Dermatoscopy can reliably differentiate between a benign pigmented nevus and malignant melanoma. The former has a uniform and regular network of pigmentation, lacks a blue-white veil, rarely displays vascular patterns, lacks a regressive center, and can be cystic. On the other hand, malignant melanoma usually presents with dark and irregular pigmentation, a blue-white veil, areas of regression and scarring, and may display irregular vascular patterns. Cyst formation is usually not observed.

Biopsies reveal clonal nevi to be located within the dermal layer. The focal proliferation of dermal melanocytes is usually observed. Melanin content is high within the epidermal melanocytes and keratinocytes, which explains the dark color of nevi. These lesions typically do not show any dysplastic features or cytological atypia. Halo nevi show lymphocytic and histiocytic infiltrates on microscopic examination.

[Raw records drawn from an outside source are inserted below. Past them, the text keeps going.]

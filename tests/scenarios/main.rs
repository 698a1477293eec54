//! Scenario-based tests for ci-runner
//!
//! Every scenario drives the engine with a recording toolchain, so no
//! external program is ever started.

mod helpers;

mod environment;
mod idempotence;
mod markers;
mod success_chain;
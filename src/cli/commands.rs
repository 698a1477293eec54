//! CLI command definitions

use clap::Args;
use std::path::PathBuf;

/// Run a pipeline
#[derive(Debug, Args, Clone)]
pub struct RunCommand {
    /// Path to pipeline YAML file (default: ci-runner.yaml in DIR, else the builtin pipeline)
    #[arg(short, long)]
    pub file: Option<PathBuf>,

    /// Working tree to run in (default: current directory)
    #[arg(short = 'C', long = "dir", value_name = "DIR")]
    pub dir: Option<PathBuf>,

    /// Environment overrides (KEY=VALUE)
    #[arg(long, value_parser = parse_key_value, value_name = "KEY=VALUE")]
    pub env: Vec<(String, String)>,

    /// Variable overrides (key=value)
    #[arg(long, value_parser = parse_key_value, value_name = "KEY=VALUE")]
    pub var: Vec<(String, String)>,

    /// Print the run result as JSON
    #[arg(long)]
    pub json: bool,
}

/// Validate a pipeline configuration
#[derive(Debug, Args, Clone)]
pub struct ValidateCommand {
    /// Path to pipeline YAML file
    #[arg(short, long)]
    pub file: Option<PathBuf>,

    /// Directory searched for ci-runner.yaml
    #[arg(short = 'C', long = "dir", value_name = "DIR")]
    pub dir: Option<PathBuf>,

    /// Output in JSON format
    #[arg(long)]
    pub json: bool,
}

/// List a pipeline's steps
#[derive(Debug, Args, Clone)]
pub struct ListCommand {
    /// Path to pipeline YAML file
    #[arg(short, long)]
    pub file: Option<PathBuf>,

    /// Working tree the step toggles are evaluated against
    #[arg(short = 'C', long = "dir", value_name = "DIR")]
    pub dir: Option<PathBuf>,
}

/// List example targets
#[derive(Debug, Args, Clone)]
pub struct TargetsCommand {
    /// Project directory
    #[arg(short = 'C', long = "dir", value_name = "DIR")]
    pub dir: Option<PathBuf>,
}

/// Parse key=value pairs
pub fn parse_key_value(s: &str) -> Result<(String, String), String> {
    match s.split_once('=') {
        Some((key, value)) if !key.is_empty() => Ok((key.to_string(), value.to_string())),
        _ => Err(format!("Invalid key=value pair: {}", s)),
    }
}
//! Step cursor - decides which step runs next
//!
//! Steps run strictly in declaration order. The cursor only moves forward,
//! and once halted it yields nothing more, so no step after a fatal failure
//! can ever be handed out.

/// Forward-only position in a pipeline's step list
#[derive(Debug, Clone)]
pub struct StepCursor {
    position: usize,
    len: usize,
    halted: bool,
}

impl StepCursor {
    pub fn new(len: usize) -> Self {
        Self {
            position: 0,
            len,
            halted: false,
        }
    }

    /// Index of the next step to run
    pub fn next(&mut self) -> Option<usize> {
        if self.halted || self.position >= self.len {
            return None;
        }
        let index = self.position;
        self.position += 1;
        Some(index)
    }

    /// Stop handing out steps
    pub fn halt(&mut self) {
        self.halted = true;
    }
}
//! Subprocess toolchain configuration

/// Configuration for [`SubprocessToolchain`](super::SubprocessToolchain)
#[derive(Debug, Clone)]
pub struct ToolchainConfig {
    /// Interpreter for shell-string commands
    pub shell: String,

    /// Flag that makes `shell` read a command from its next argument
    pub shell_flag: String,

    /// Cargo executable used for target enumeration
    pub cargo: String,

    /// Send child stdout to our stderr, keeping our stdout for reports
    pub stdout_to_stderr: bool,
}

impl Default for ToolchainConfig {
    fn default() -> Self {
        Self {
            shell: "sh".to_string(),
            shell_flag: "-c".to_string(),
            cargo: "cargo".to_string(),
            stdout_to_stderr: false,
        }
    }
}

impl ToolchainConfig {
    pub fn new() -> Self {
        Self::default()
    }

    pub fn with_shell(mut self, shell: impl Into<String>, flag: impl Into<String>) -> Self {
        self.shell = shell.into();
        self.shell_flag = flag.into();
        self
    }

    pub fn with_cargo(mut self, cargo: impl Into<String>) -> Self {
        self.cargo = cargo.into();
        self
    }

    pub fn with_stdout_to_stderr(mut self, enabled: bool) -> Self {
        self.stdout_to_stderr = enabled;
        self
    }
}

Children with large congenital melanocytic nevi should be indicated brain and spine magnetic resonance imaging to exclude central nervous system involvement.

Treatment

Small congenital melanocytic nevi do not require any specific treatment except for close monitoring for changes in lesion characteristics. Lesions that change symmetry, show irregular borders, change color, or increase in diameter should be excised and a biopsy must be obtained for histological examination.

Prophylactic lesionectomy is recommended for large- or medium-sized pigmented nevi in children. Large pigmented scalp nevi should be removed during infancy, if possible. Delayed surgical intervention is associated with an increased risk of recurrence, scarring, and poor cosmetic results.

It is recommended to completely remove clonal nevi despite it being benign. Children with halo nevi should be indicated full-body examination due to the association of higher numbers of halo nevi with increased risk of malignant melanoma.

Atypical nevi that change color, size, shape, or border should be completely excised and a histologic examination performed to assess the degree of cytological atypia and presence of molecular abnormalities such as p53 mutations. Small atypical nevi with minimal atypia may be excised without a free margin or followed-up routinely to assess changes.

Prognosis

Halo nevi are benign with very low chances of morbidity. Cosmetic or physical appearance is often the only concern.

Melanoma can develop from atypical nevi; however, these chances are as low as 2/200,000 cases. The risk of developing melanoma is higher in individuals with multiple atypical nevi lesions compared to those with single or few lesions. However, a family history of melanoma is more helpful in diagnosis as opposed to the number of nevi present.

Prophylaxis

Patients with nevi should be educated to avoid exposure to sunlight and UV tanning beds and advised to use sunscreens to minimize the harmful effects of UV rays.

Patients and family members should be instructed to monitor lesions regularly and seek medical help in case of occurrences such as a sudden increase in lesion size, bleeding, itching, or ulceration.